- _Prompt_:
Among these entries, count the lines containing the word "expected" and answer with only the number.

- _Dataset items_:

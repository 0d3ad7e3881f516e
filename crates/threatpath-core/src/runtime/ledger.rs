// threatpath-core/src/runtime/ledger.rs
// ============================================================================
// Module: Trust Ledger
// Description: Hash-chained append-only event log with verification.
// Purpose: Provide tamper-evident governance history over any store.
// Dependencies: crate::{core, interfaces}, serde_jcs, serde_json, sha2
// ============================================================================

//! ## Overview
//! Every ledger entry hashes `previous_hash || iso_timestamp || event_type
//! || canonical_json(payload) || actor` with SHA-256. Payloads enter the
//! digest as lexicographically key-sorted canonical JSON (RFC 8785), never
//! as insertion-order serialization. The chain starts from a 64-zero
//! genesis hash; verification re-derives every hash in insertion order and
//! never mutates state. Wall-clock timestamps are informational; hash
//! linkage is the sole source of ordering truth.

// ============================================================================
// SECTION: Imports
// ============================================================================

use serde_json::Value;
use sha2::Digest;
use sha2::Sha256;

use crate::core::LEDGER_GENESIS_HASH;
use crate::core::LedgerEntry;
use crate::core::Timestamp;
use crate::interfaces::GovernanceError;
use crate::interfaces::GovernanceStore;

// ============================================================================
// SECTION: Entry Hashing
// ============================================================================

/// Computes the content hash for a ledger entry.
///
/// # Errors
///
/// Returns [`GovernanceError::Invalid`] when the payload cannot be
/// canonicalized.
pub fn compute_entry_hash(
    previous_hash: &str,
    iso_timestamp: &str,
    event_type: &str,
    payload: &Value,
    actor: &str,
) -> Result<String, GovernanceError> {
    let payload_json = serde_jcs::to_string(payload).map_err(|err| {
        GovernanceError::Invalid(format!("failed to canonicalize ledger payload: {err}"))
    })?;
    let raw = format!("{previous_hash}{iso_timestamp}{event_type}{payload_json}{actor}");
    Ok(sha256_hex(&raw))
}

/// Returns the lowercase hex SHA-256 digest of a string.
fn sha256_hex(input: &str) -> String {
    Sha256::digest(input.as_bytes()).iter().map(|byte| format!("{byte:02x}")).collect()
}

/// Builds a chained ledger entry from its fields.
///
/// # Errors
///
/// Returns [`GovernanceError::Invalid`] when the timestamp cannot be
/// rendered or the payload cannot be canonicalized.
pub fn build_ledger_entry(
    previous_hash: String,
    timestamp: Timestamp,
    event_type: &str,
    payload: Value,
    actor: &str,
) -> Result<LedgerEntry, GovernanceError> {
    let iso_timestamp =
        timestamp.to_rfc3339().map_err(|err| GovernanceError::Invalid(err.to_string()))?;
    let hash_id = compute_entry_hash(&previous_hash, &iso_timestamp, event_type, &payload, actor)?;
    Ok(LedgerEntry {
        hash_id,
        previous_hash,
        timestamp,
        event_type: event_type.to_string(),
        payload,
        actor: actor.to_string(),
    })
}

// ============================================================================
// SECTION: Chain Verification
// ============================================================================

/// Verifies a full ledger chain in insertion order.
///
/// Returns `false` on any broken link, hash mismatch, or entry that can no
/// longer be re-hashed. Does not mutate state.
#[must_use]
pub fn verify_chain(entries: &[LedgerEntry]) -> bool {
    let mut previous_hash = LEDGER_GENESIS_HASH;
    for entry in entries {
        if entry.previous_hash != previous_hash {
            return false;
        }
        let Ok(iso_timestamp) = entry.timestamp.to_rfc3339() else {
            return false;
        };
        let Ok(expected) = compute_entry_hash(
            previous_hash,
            &iso_timestamp,
            &entry.event_type,
            &entry.payload,
            &entry.actor,
        ) else {
            return false;
        };
        if entry.hash_id != expected {
            return false;
        }
        previous_hash = &entry.hash_id;
    }
    true
}

// ============================================================================
// SECTION: Trust Ledger
// ============================================================================

/// Hash-chained event log bound to a governance store.
pub struct TrustLedger<S: GovernanceStore> {
    /// Backing governance store.
    store: S,
}

impl<S: GovernanceStore> TrustLedger<S> {
    /// Creates a ledger over the provided store.
    #[must_use]
    pub const fn new(store: S) -> Self {
        Self {
            store,
        }
    }

    /// Returns the backing store.
    #[must_use]
    pub const fn store(&self) -> &S {
        &self.store
    }

    /// Consumes the ledger and returns the backing store.
    #[must_use]
    pub fn into_store(self) -> S {
        self.store
    }

    /// Appends a new chained event to the ledger.
    ///
    /// # Errors
    ///
    /// Returns [`GovernanceError`] when the head cannot be read or the
    /// append fails.
    pub fn log_event(
        &self,
        event_type: &str,
        payload: Value,
        actor: &str,
        timestamp: Timestamp,
    ) -> Result<LedgerEntry, GovernanceError> {
        let previous_hash = self.store.last_ledger_hash()?;
        let entry = build_ledger_entry(previous_hash, timestamp, event_type, payload, actor)?;
        self.store.append_ledger_entry(&entry)?;
        Ok(entry)
    }

    /// Verifies the full chain held by the store.
    ///
    /// # Errors
    ///
    /// Returns [`GovernanceError`] when entries cannot be read.
    pub fn verify_integrity(&self) -> Result<bool, GovernanceError> {
        let entries = self.store.ledger_entries_ascending()?;
        Ok(verify_chain(&entries))
    }
}

// ============================================================================
// SECTION: Tests
// ============================================================================

#[cfg(test)]
mod tests {
    #![allow(clippy::unwrap_used, reason = "Test-only panic-based assertions are permitted.")]

    use serde_json::json;

    use crate::core::LEDGER_GENESIS_HASH;
    use crate::core::Timestamp;

    use super::build_ledger_entry;
    use super::sha256_hex;
    use super::verify_chain;

    #[test]
    fn digest_matches_known_value() {
        // SHA-256 of "test".
        assert_eq!(
            sha256_hex("test"),
            "9f86d081884c7d659a2feaa0c55ad015a3bf4f1b2b0b822cd15d6c15b0f00a08"
        );
    }

    #[test]
    fn chain_of_three_verifies() {
        let ts = Timestamp::from_unix_millis(1_700_000_000_000);
        let first = build_ledger_entry(
            LEDGER_GENESIS_HASH.to_string(),
            ts,
            "INGEST_REPORT",
            json!({"report_id": "r1"}),
            "CliUser",
        )
        .unwrap();
        let second = build_ledger_entry(
            first.hash_id.clone(),
            ts,
            "LEARNING_UPDATE",
            json!({"old_ver": "a", "new_ver": "b"}),
            "LearningEngine",
        )
        .unwrap();
        let third = build_ledger_entry(
            second.hash_id.clone(),
            ts,
            "LEARNING_UPDATE",
            json!({"old_ver": "b", "new_ver": "c"}),
            "LearningEngine",
        )
        .unwrap();
        assert!(verify_chain(&[first, second, third]));
    }

    #[test]
    fn mutated_actor_breaks_chain() {
        let ts = Timestamp::from_unix_millis(1_700_000_000_000);
        let first = build_ledger_entry(
            LEDGER_GENESIS_HASH.to_string(),
            ts,
            "INGEST_REPORT",
            json!({"report_id": "r1"}),
            "CliUser",
        )
        .unwrap();
        let mut second = build_ledger_entry(
            first.hash_id.clone(),
            ts,
            "LEARNING_UPDATE",
            json!({}),
            "LearningEngine",
        )
        .unwrap();
        second.actor = "Mallory".to_string();
        assert!(!verify_chain(&[first, second]));
    }

    #[test]
    fn payload_key_order_does_not_affect_hash() {
        let ts = Timestamp::from_unix_millis(1_700_000_000_000);
        let left = build_ledger_entry(
            LEDGER_GENESIS_HASH.to_string(),
            ts,
            "LEARNING_UPDATE",
            json!({"a": 1, "b": 2}),
            "LearningEngine",
        )
        .unwrap();
        let right = build_ledger_entry(
            LEDGER_GENESIS_HASH.to_string(),
            ts,
            "LEARNING_UPDATE",
            json!({"b": 2, "a": 1}),
            "LearningEngine",
        )
        .unwrap();
        assert_eq!(left.hash_id, right.hash_id);
    }
}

- _Result of this task_:
2